- **TASK TO CARRY OUT**
Whenever a line in the entries below contains "input", copy that line.

(Dataset entries)
========

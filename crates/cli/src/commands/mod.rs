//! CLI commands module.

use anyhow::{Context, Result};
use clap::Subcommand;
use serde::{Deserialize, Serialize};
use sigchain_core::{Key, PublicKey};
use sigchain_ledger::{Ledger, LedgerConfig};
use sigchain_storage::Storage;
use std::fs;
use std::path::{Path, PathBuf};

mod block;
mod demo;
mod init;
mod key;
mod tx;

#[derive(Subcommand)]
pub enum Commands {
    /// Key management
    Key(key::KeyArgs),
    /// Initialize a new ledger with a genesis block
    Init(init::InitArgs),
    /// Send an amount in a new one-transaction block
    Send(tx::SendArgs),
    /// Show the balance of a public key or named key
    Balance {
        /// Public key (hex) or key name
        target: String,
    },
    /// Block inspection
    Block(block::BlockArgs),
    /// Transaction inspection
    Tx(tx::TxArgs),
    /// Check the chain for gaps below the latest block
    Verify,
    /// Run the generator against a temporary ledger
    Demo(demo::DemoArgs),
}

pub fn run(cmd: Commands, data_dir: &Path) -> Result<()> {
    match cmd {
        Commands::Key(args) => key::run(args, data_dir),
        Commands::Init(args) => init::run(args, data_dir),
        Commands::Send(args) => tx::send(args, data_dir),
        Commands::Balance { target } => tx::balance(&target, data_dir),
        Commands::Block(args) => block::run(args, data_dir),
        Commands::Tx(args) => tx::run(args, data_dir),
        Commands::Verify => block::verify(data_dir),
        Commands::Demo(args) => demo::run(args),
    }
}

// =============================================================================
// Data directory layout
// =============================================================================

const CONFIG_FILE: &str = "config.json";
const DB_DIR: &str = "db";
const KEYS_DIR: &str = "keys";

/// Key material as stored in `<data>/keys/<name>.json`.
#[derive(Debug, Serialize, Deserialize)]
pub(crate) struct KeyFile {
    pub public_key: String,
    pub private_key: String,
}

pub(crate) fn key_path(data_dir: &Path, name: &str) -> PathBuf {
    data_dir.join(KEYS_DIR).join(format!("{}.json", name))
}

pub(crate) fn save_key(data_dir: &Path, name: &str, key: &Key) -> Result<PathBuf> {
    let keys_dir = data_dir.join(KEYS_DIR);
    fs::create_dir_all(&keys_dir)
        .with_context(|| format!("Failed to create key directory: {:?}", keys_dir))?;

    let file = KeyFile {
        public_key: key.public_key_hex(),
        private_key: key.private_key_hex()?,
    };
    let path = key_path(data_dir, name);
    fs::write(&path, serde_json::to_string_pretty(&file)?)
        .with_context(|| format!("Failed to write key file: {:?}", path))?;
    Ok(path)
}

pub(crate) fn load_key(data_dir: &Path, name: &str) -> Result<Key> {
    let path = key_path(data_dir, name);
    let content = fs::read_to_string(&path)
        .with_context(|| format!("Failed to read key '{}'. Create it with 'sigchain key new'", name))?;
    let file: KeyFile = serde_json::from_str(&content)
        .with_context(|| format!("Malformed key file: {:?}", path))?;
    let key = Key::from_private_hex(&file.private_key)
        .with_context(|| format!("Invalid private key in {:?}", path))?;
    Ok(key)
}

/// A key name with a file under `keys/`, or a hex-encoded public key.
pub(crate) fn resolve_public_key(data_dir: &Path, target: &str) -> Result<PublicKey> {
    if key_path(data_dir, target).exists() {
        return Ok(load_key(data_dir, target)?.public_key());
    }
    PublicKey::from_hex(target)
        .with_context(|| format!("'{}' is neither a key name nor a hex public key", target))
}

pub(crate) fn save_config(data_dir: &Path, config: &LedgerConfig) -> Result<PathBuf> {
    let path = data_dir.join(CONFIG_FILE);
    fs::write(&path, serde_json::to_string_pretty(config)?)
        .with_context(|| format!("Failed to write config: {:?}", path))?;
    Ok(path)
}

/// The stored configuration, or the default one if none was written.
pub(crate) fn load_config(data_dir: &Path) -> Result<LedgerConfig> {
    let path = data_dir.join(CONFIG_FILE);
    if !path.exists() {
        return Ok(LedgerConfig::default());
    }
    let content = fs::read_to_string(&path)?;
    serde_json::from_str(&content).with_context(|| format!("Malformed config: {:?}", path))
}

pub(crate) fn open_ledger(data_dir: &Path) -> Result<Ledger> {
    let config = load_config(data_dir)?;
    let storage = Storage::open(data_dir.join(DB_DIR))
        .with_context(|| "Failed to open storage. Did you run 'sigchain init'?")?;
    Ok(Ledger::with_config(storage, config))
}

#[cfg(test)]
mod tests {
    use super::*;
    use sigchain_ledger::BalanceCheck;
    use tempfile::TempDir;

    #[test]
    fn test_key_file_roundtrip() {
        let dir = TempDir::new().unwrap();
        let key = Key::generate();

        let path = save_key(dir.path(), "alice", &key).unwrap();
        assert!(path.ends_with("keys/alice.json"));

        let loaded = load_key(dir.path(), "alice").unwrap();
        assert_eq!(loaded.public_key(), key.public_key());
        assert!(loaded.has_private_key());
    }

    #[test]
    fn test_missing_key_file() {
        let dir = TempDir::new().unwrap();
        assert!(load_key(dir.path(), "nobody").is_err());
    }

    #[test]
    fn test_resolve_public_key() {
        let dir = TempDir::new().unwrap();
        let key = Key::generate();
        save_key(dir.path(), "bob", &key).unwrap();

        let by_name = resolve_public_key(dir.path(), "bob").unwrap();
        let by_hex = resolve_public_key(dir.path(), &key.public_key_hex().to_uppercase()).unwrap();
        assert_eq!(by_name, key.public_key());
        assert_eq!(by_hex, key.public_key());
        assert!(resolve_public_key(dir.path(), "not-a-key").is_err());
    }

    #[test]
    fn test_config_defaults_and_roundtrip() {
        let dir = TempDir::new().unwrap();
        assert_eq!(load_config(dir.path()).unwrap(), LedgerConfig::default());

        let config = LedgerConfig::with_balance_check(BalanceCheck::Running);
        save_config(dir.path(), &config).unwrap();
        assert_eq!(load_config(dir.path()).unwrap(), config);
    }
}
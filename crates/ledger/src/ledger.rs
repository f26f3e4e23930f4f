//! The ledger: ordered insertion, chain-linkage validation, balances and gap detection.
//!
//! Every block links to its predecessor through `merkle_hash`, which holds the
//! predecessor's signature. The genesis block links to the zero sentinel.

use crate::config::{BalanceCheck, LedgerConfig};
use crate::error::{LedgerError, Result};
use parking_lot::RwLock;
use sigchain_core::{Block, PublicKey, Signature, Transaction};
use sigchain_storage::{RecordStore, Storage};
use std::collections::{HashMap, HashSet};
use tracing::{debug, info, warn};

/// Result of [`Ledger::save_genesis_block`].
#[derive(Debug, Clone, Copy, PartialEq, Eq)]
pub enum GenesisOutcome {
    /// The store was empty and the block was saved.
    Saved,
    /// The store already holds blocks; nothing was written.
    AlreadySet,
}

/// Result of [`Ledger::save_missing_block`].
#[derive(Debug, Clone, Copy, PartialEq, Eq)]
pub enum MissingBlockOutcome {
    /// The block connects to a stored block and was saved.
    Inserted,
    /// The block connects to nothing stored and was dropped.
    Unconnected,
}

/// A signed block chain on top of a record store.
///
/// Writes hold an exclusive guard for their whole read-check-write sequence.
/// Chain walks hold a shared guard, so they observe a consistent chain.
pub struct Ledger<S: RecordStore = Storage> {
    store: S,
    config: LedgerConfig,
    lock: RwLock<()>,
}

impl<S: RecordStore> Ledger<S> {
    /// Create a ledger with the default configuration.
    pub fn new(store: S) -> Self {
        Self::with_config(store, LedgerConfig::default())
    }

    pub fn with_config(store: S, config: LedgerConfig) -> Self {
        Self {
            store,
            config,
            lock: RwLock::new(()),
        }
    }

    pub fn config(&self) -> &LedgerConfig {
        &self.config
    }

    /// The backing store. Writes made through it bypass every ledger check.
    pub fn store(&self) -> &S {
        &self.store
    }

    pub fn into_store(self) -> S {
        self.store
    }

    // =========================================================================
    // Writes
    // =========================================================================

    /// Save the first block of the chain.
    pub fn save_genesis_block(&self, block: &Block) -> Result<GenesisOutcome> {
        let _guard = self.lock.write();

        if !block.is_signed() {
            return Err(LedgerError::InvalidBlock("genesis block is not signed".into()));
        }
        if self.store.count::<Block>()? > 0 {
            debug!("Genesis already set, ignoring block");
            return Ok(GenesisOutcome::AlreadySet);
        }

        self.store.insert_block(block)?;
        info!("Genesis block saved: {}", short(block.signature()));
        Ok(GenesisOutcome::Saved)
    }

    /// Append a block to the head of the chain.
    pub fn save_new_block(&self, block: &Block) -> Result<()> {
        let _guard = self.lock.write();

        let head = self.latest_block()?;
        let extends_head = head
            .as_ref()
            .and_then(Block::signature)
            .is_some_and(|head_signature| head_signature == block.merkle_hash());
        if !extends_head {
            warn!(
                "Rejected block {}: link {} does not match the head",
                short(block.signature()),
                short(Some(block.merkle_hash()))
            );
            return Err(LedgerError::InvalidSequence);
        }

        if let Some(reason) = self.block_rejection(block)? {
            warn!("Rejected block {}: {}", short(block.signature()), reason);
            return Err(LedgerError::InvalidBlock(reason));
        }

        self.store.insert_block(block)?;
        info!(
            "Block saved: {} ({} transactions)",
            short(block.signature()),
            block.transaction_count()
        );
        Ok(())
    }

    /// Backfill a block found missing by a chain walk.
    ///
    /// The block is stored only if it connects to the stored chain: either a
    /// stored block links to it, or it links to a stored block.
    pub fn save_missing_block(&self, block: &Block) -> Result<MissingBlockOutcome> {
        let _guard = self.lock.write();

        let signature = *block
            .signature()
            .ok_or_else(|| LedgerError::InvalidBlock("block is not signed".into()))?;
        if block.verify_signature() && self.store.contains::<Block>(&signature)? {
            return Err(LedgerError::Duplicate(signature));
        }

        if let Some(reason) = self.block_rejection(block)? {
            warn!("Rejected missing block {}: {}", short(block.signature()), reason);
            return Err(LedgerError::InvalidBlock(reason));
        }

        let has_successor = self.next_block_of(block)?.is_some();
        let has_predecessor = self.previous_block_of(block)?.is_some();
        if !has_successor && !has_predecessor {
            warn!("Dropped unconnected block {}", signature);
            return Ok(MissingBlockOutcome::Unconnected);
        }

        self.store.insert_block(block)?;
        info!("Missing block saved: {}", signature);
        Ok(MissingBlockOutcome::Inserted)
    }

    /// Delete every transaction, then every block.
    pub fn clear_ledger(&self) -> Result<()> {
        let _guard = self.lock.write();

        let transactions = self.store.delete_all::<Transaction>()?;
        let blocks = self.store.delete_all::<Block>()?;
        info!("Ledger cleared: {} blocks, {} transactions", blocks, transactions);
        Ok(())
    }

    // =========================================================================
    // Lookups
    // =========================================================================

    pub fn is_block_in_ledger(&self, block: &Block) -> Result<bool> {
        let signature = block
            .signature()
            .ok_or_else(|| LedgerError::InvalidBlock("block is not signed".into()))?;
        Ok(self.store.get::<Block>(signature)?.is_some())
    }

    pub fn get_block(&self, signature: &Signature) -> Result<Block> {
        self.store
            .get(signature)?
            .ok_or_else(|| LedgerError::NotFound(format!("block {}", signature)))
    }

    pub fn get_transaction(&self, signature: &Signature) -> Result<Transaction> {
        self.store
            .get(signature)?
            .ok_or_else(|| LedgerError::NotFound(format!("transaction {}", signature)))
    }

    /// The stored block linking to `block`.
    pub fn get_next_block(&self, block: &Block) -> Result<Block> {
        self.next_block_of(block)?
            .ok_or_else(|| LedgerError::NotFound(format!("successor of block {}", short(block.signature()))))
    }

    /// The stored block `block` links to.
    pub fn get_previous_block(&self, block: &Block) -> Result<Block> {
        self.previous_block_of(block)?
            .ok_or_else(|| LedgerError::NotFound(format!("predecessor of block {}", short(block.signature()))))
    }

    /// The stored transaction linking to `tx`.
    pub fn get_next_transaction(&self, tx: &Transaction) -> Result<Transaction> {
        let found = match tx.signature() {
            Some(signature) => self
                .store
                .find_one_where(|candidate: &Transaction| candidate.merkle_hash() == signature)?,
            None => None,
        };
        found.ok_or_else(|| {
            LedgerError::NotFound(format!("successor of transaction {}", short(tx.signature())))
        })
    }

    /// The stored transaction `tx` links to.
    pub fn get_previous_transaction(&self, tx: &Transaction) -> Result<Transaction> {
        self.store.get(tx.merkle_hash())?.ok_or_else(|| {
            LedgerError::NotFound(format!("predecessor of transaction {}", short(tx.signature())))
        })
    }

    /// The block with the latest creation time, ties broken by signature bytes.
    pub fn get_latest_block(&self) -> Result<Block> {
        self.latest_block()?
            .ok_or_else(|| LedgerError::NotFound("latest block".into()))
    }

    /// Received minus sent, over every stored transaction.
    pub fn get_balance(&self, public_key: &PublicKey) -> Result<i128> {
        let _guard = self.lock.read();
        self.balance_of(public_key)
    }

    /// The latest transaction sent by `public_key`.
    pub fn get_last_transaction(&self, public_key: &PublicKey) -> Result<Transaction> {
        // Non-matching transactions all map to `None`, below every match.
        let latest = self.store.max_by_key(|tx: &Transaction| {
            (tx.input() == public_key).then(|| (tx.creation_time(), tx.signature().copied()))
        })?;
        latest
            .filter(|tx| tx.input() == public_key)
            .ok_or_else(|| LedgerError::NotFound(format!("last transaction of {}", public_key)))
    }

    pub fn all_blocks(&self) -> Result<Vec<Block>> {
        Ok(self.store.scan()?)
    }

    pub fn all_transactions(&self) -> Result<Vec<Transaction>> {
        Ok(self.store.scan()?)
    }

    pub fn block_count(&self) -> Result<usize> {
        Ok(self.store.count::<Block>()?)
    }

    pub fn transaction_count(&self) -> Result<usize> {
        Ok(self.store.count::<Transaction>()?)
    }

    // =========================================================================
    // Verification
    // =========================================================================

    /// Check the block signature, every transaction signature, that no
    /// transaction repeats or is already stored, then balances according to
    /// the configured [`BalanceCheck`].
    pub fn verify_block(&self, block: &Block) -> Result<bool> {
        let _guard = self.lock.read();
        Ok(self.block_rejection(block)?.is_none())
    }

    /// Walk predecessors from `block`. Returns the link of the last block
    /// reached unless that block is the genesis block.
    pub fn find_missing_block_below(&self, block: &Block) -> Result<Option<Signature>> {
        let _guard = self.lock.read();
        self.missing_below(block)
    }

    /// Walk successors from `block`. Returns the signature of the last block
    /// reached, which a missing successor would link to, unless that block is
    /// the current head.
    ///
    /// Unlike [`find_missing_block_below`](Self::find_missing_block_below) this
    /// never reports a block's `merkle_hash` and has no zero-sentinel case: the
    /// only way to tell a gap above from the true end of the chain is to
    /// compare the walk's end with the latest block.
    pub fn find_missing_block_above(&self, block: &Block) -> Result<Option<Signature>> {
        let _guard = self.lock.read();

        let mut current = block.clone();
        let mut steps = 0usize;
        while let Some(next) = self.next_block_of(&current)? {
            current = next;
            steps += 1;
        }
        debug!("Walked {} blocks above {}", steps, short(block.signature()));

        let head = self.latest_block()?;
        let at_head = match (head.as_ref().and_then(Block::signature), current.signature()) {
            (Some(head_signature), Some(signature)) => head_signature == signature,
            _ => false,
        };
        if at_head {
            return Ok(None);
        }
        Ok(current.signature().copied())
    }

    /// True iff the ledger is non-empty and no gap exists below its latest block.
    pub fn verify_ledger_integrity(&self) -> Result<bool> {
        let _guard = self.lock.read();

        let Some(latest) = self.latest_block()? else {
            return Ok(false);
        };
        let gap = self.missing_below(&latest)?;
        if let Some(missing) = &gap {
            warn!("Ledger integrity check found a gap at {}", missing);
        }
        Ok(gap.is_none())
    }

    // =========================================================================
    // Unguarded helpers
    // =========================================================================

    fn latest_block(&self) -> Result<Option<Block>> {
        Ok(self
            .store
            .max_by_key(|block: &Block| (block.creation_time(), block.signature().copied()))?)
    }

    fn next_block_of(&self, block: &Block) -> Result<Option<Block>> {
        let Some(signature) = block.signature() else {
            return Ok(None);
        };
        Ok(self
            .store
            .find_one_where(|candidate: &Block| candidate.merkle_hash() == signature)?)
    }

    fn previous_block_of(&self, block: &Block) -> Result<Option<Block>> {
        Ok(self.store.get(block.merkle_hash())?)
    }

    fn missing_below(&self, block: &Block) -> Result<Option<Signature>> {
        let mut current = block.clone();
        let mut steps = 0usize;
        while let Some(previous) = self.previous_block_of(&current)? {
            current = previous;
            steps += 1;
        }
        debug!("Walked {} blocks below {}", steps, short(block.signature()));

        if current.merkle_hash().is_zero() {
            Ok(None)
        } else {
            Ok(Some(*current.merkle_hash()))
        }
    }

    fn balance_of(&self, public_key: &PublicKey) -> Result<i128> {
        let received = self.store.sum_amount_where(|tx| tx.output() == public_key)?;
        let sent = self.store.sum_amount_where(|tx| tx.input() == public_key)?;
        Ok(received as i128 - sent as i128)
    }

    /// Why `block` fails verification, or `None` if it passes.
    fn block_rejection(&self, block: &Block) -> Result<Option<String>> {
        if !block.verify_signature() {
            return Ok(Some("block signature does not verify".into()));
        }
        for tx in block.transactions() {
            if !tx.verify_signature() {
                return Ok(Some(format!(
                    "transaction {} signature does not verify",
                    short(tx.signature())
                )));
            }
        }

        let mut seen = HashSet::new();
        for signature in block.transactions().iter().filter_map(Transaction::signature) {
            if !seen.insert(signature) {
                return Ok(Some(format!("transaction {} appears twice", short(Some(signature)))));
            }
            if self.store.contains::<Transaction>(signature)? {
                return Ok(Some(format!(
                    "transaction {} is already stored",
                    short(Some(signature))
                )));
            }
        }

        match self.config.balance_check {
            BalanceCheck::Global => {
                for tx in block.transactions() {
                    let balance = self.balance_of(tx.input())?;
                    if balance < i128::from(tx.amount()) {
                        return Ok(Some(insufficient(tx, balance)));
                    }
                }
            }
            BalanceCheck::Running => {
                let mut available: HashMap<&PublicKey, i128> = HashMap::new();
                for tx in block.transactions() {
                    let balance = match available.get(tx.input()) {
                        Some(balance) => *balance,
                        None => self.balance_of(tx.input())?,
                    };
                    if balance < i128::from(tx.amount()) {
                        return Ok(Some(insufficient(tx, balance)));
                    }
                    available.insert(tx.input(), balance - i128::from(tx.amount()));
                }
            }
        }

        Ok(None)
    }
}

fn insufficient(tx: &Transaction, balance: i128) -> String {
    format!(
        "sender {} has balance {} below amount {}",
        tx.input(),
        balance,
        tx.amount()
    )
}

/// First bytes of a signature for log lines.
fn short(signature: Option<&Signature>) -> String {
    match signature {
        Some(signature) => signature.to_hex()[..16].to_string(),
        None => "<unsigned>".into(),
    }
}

========

- **EXERCISE ANSWER**
            (tx.input() == public_key).then(|| (tx.creation_time(), tx.signature().copied()))
            .filter(|tx| tx.input() == public_key)
        let sent = self.store.sum_amount_where(|tx| tx.input() == public_key)?;
                    let balance = self.balance_of(tx.input())?;
                    let balance = match available.get(tx.input()) {
                        None => self.balance_of(tx.input())?,
                    available.insert(tx.input(), balance - i128::from(tx.amount()));
        tx.input(),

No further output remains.